The Swiss National Bank is "aiming for a substantial and sustained weakening of the franc," the Zurich-based bank said in an e-mailed statement today. "With immediate effect, it will no longer tolerate a euro-franc exchange rate below the minimum rate of 1.20 francs" and "is prepared to buy foreign currency in unlimited quantities."
The franc plunged the most ever against the euro after the SNB announced the measure last introduced in 1978 to stem gains versus the Deutsche mark. While the central bank in August boosted liquidity to the money market and lowered borrowing costs to zero to protect the economy, investor concern that governments may struggle to contain Europe's worsening debt crisis continued to push the currency higher.

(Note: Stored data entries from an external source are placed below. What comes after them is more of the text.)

//! Application configuration.
//!
//! Everything the server needs from its environment is read once at
//! start-up into an [`AppConfig`] and passed down explicitly.

use std::path::PathBuf;

use chrono::{FixedOffset, Utc};
use tracing::warn;

use crate::domain::DepartureTime;
use crate::gemini::DEFAULT_MODEL;

/// Default listening port.
const DEFAULT_PORT: u16 = 5000;

/// India Standard Time, UTC+05:30.
const DEFAULT_UTC_OFFSET_MINUTES: i32 = 330;

/// Configuration errors.
#[derive(Debug, Clone, PartialEq, Eq, thiserror::Error)]
pub enum ConfigError {
    /// A variable is set but can't be parsed
    #[error("invalid value for {name}: {value:?}")]
    Invalid { name: &'static str, value: String },
}

/// Server configuration.
#[derive(Debug, Clone)]
pub struct AppConfig {
    pub gemini_api_key: String,
    pub gemini_model: String,

    /// WhatsApp Cloud API access token
    pub wa_token: String,
    /// Business phone number ID
    pub wa_phone_id: String,
    /// Shared secret for webhook verification
    pub verify_token: String,

    pub port: u16,
    pub timetable_path: PathBuf,

    /// Offset of the riders' local time from UTC.
    pub utc_offset: FixedOffset,
}

impl AppConfig {
    /// Read configuration from process environment variables.
    pub fn from_env() -> Result<Self, ConfigError> {
        Self::from_lookup(|name| std::env::var(name).ok())
    }

    /// Read configuration through `lookup`, which returns a variable's value if set.
    pub fn from_lookup(lookup: impl Fn(&str) -> Option<String>) -> Result<Self, ConfigError> {
        let secret = |name: &'static str| {
            lookup(name).filter(|v| !v.is_empty()).unwrap_or_else(|| {
                warn!("{name} not set. Calls that need it will fail.");
                String::new()
            })
        };

        let port = match lookup("PORT") {
            Some(value) => value
                .parse()
                .map_err(|_| ConfigError::Invalid { name: "PORT", value })?,
            None => DEFAULT_PORT,
        };

        let offset_minutes = match lookup("UTC_OFFSET_MINUTES") {
            Some(value) => value.parse::<i32>().map_err(|_| ConfigError::Invalid {
                name: "UTC_OFFSET_MINUTES",
                value,
            })?,
            None => DEFAULT_UTC_OFFSET_MINUTES,
        };
        let utc_offset =
            FixedOffset::east_opt(offset_minutes * 60).ok_or_else(|| ConfigError::Invalid {
                name: "UTC_OFFSET_MINUTES",
                value: offset_minutes.to_string(),
            })?;

        Ok(Self {
            gemini_api_key: secret("GEMINI_API_KEY"),
            gemini_model: lookup("GEMINI_MODEL").unwrap_or_else(|| DEFAULT_MODEL.to_string()),
            wa_token: secret("META_WA_TOKEN"),
            wa_phone_id: secret("META_WA_PHONE_ID"),
            verify_token: secret("META_VERIFY_TOKEN"),
            port,
            timetable_path: lookup("TIMETABLE_PATH")
                .map(PathBuf::from)
                .unwrap_or_else(|| PathBuf::from("timetable.json")),
            utc_offset,
        })
    }
}

/// The current time of day at `offset` from UTC.
pub fn local_time(offset: FixedOffset) -> DepartureTime {
    DepartureTime::from(Utc::now().with_timezone(&offset).time())
}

"The SNB has committed itself to creating unlimited amounts of francs and selling them versus the euro to defend the currency's level," said Fabian Heller, an economist at Credit Suisse Group AG in Zurich. "They will follow through on their commitment as otherwise their credibility would be clearly damaged and speculation would start again, most likely leading to renewed franc gains."

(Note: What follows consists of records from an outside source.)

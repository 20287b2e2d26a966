//! Boundary between the game logic and whatever renders it.
//!
//! The browser implementation lives in `web.rs`; the headless pair below keeps
//! a plain record of everything the game asked for, which is what the native
//! tests assert against.

/// Stat displays, looked up by role.
#[derive(Clone, Copy, Debug, PartialEq, Eq, Hash)]
pub enum Stat {
    Highscore,
    Difficulty,
    MolesWhacked,
    TimeLeft,
}

/// Named sound effects.
#[derive(Clone, Copy, Debug, PartialEq, Eq, Hash)]
pub enum Cue {
    /// Looping background track.
    Background,
    ChooseDifficulty,
    Buzzer,
    Whacked,
}

pub trait View {
    /// Number of mole holes on the board. Fixed for the page's lifetime.
    fn slot_count(&self) -> usize;
    fn set_slot_visible(&mut self, index: usize, visible: bool);
    /// Show or hide the text overlays on the difficulty slots.
    fn set_difficulty_labels_visible(&mut self, visible: bool);
    fn set_stat(&mut self, stat: Stat, text: &str);
    /// Move the hammer to page coordinates and make sure it is shown.
    fn place_hammer(&mut self, left: i32, top: i32);
    fn set_hammer_rotated(&mut self, rotated: bool);
}

/// Play-and-forget. Nothing waits on playback.
pub trait Audio {
    fn play(&mut self, cue: Cue);
    /// Pause the background loop and rewind it.
    fn stop_background(&mut self);
}

/// In-memory view.
#[derive(Clone, Debug, Default)]
pub struct HeadlessView {
    pub slots: Vec<bool>,
    pub labels_visible: bool,
    pub highscore: String,
    pub difficulty: String,
    pub moles_whacked: String,
    pub time_left: String,
    /// `None` until the pointer first moves.
    pub hammer: Option<(i32, i32)>,
    pub hammer_rotated: bool,
}

impl HeadlessView {
    pub fn new(slot_count: usize) -> Self {
        Self {
            slots: vec![false; slot_count],
            ..Self::default()
        }
    }

    pub fn visible_slots(&self) -> Vec<usize> {
        self.slots
            .iter()
            .enumerate()
            .filter(|(_, v)| **v)
            .map(|(i, _)| i)
            .collect()
    }

    pub fn stat(&self, stat: Stat) -> &str {
        match stat {
            Stat::Highscore => &self.highscore,
            Stat::Difficulty => &self.difficulty,
            Stat::MolesWhacked => &self.moles_whacked,
            Stat::TimeLeft => &self.time_left,
        }
    }
}

impl View for HeadlessView {
    fn slot_count(&self) -> usize {
        self.slots.len()
    }

    fn set_slot_visible(&mut self, index: usize, visible: bool) {
        if let Some(slot) = self.slots.get_mut(index) {
            *slot = visible;
        }
    }

    fn set_difficulty_labels_visible(&mut self, visible: bool) {
        self.labels_visible = visible;
    }

    fn set_stat(&mut self, stat: Stat, text: &str) {
        let target = match stat {
            Stat::Highscore => &mut self.highscore,
            Stat::Difficulty => &mut self.difficulty,
            Stat::MolesWhacked => &mut self.moles_whacked,
            Stat::TimeLeft => &mut self.time_left,
        };
        text.clone_into(target);
    }

    fn place_hammer(&mut self, left: i32, top: i32) {
        self.hammer = Some((left, top));
    }

    fn set_hammer_rotated(&mut self, rotated: bool) {
        self.hammer_rotated = rotated;
    }
}

/// Records cues in the order they were played.
#[derive(Clone, Debug, Default)]
pub struct HeadlessAudio {
    pub played: Vec<Cue>,
    pub background_stops: usize,
}

impl HeadlessAudio {
    pub fn count(&self, cue: Cue) -> usize {
        self.played.iter().filter(|c| **c == cue).count()
    }
}

impl Audio for HeadlessAudio {
    fn play(&mut self, cue: Cue) {
        self.played.push(cue);
    }

    fn stop_background(&mut self) {
        self.background_stops += 1;
    }
}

The franc snapped four days of gains versus the euro, dropping as much as 8.7 percent. It traded at 1.2025 at 5:46 p.m. in Zurich and was at 85.82 centimes versus the dollar.
David Fuller's view The Swiss National Bank's intervention is
certainly understandable given the deflationary pressures created by the currency's
appreciation. Money had been pouring into the Swiss franc from European investors
fleeing a further loss of purchasing power in euros (weekly
& daily), other regional currencies
and also the US dollar (weekly &
The Swiss franc had also become a gold proxy over the last 20 months, for people who wanted purchasing power protection from a highly liquid market other than bullion.

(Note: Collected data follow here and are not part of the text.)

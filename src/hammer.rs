//! Mouse-following hammer cursor.

use crate::schedule::{Scheduler, TaskId, Timer};
use crate::view::{Audio, Cue, View};

pub struct Hammer {
    offset: (i32, i32),
    strike_ms: u64,
    position: Option<(i32, i32)>,
    revert: Option<TaskId>,
}

impl Hammer {
    pub fn new(offset: (i32, i32), strike_ms: u64) -> Self {
        Self {
            offset,
            strike_ms,
            position: None,
            revert: None,
        }
    }

    /// Pointer moved to page coordinates (`x`, `y`) inside the game container.
    pub fn drag(&mut self, x: i32, y: i32, view: &mut impl View) {
        let pos = (x + self.offset.0, y + self.offset.1);
        self.position = Some(pos);
        view.place_hammer(pos.0, pos.1);
    }

    /// Swing on pointer press, hit or miss. A second press mid-swing extends
    /// the swing rather than cutting it short.
    pub fn strike(
        &mut self,
        view: &mut impl View,
        audio: &mut impl Audio,
        sched: &mut Scheduler<Timer>,
    ) {
        view.set_hammer_rotated(true);
        if let Some(id) = self.revert.take() {
            sched.cancel(id);
        }
        self.revert = Some(sched.schedule_once(self.strike_ms, Timer::HammerRevert));
        audio.play(Cue::Whacked);
    }

    pub fn finish_strike(&mut self, view: &mut impl View) {
        self.revert = None;
        view.set_hammer_rotated(false);
    }

    pub fn is_striking(&self) -> bool {
        self.revert.is_some()
    }

    pub fn position(&self) -> Option<(i32, i32)> {
        self.position
    }
}
//! Virtual-time task scheduler.
//!
//! Every deferred action in the game (start delays, the countdown interval,
//! mole group refreshes, the hammer swing) is a task in one `Scheduler`. The
//! host drives time forward explicitly: the browser pumps it with
//! `performance.now()` each animation frame, tests pass plain integers. Nothing
//! here reads a clock, so ordering and cancellation are fully deterministic.

/// Everything the game ever defers.
#[derive(Clone, Copy, Debug, PartialEq, Eq)]
pub enum Timer {
    ShowMoleGroup,
    /// End of the start delay; arms the repeating countdown.
    StartCountdown,
    CountdownTick,
    HammerRevert,
    ChooseDifficulty,
}

/// Handle returned by `schedule_*`, used to cancel the task.
#[derive(Clone, Copy, Debug, PartialEq, Eq, Hash)]
pub struct TaskId(u64);

struct Task<E> {
    id: TaskId,
    due_ms: u64,
    period_ms: Option<u64>,
    event: E,
}

pub struct Scheduler<E> {
    now_ms: u64,
    next_id: u64,
    pending: Vec<Task<E>>,
}

impl<E: Clone> Scheduler<E> {
    pub fn new(now_ms: u64) -> Self {
        Self {
            now_ms,
            next_id: 0,
            pending: Vec::new(),
        }
    }

    /// Current scheduler time. Only moves forward.
    pub fn now(&self) -> u64 {
        self.now_ms
    }

    /// Fire `event` once, `delay_ms` from now.
    pub fn schedule_once(&mut self, delay_ms: u64, event: E) -> TaskId {
        self.push(delay_ms, None, event)
    }

    /// Fire `event` every `period_ms`, first firing one period from now.
    pub fn schedule_repeating(&mut self, period_ms: u64, event: E) -> TaskId {
        // A zero period would never let time advance.
        let period_ms = period_ms.max(1);
        self.push(period_ms, Some(period_ms), event)
    }

    fn push(&mut self, delay_ms: u64, period_ms: Option<u64>, event: E) -> TaskId {
        let id = TaskId(self.next_id);
        self.next_id += 1;
        self.pending.push(Task {
            id,
            due_ms: self.now_ms.saturating_add(delay_ms),
            period_ms,
            event,
        });
        id
    }

    /// Drop a pending task. Returns false when nothing was pending under `id`.
    pub fn cancel(&mut self, id: TaskId) -> bool {
        let before = self.pending.len();
        self.pending.retain(|t| t.id != id);
        self.pending.len() != before
    }

    pub fn is_pending(&self, id: TaskId) -> bool {
        self.pending.iter().any(|t| t.id == id)
    }

    pub fn pending_count(&self) -> usize {
        self.pending.len()
    }

    /// Earliest due time among pending tasks.
    pub fn next_due(&self) -> Option<u64> {
        self.pending.iter().map(|t| t.due_ms).min()
    }

    /// Take the earliest task due at or before `until_ms`, moving `now` to its
    /// due time. Ties go to the task scheduled first. Repeating tasks are
    /// re-armed one period later under the same id.
    pub fn pop_due(&mut self, until_ms: u64) -> Option<E> {
        let idx = self
            .pending
            .iter()
            .enumerate()
            .filter(|(_, t)| t.due_ms <= until_ms)
            .min_by_key(|(_, t)| (t.due_ms, t.id.0))
            .map(|(i, _)| i)?;

        let due = self.pending[idx].due_ms;
        self.now_ms = self.now_ms.max(due);
        match self.pending[idx].period_ms {
            Some(period) => {
                let task = &mut self.pending[idx];
                task.due_ms = due + period;
                Some(task.event.clone())
            }
            None => Some(self.pending.swap_remove(idx).event),
        }
    }

    /// Move `now` forward to `until_ms` once everything due has been popped.
    pub fn settle(&mut self, until_ms: u64) {
        self.now_ms = self.now_ms.max(until_ms);
    }
}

An interesting question following SNB intervention is: how might this affect some other markets?
One can only hypothesise but it seems obvious to me that pegging the Swiss franc to the euro will certainly end talk of CHF being 'as good as gold'. Therefore, a proxy abandoned is likely to increase interest in gold (in USD and CHF) and other precious metals among some of the people who currently hold Swiss francs.
It will also embolden Japan's new prime minister Yoshihiko Noda to weaken the yen (shown inversely against the USD), despite the BoJ's lack of enthusiasm for currency intervention.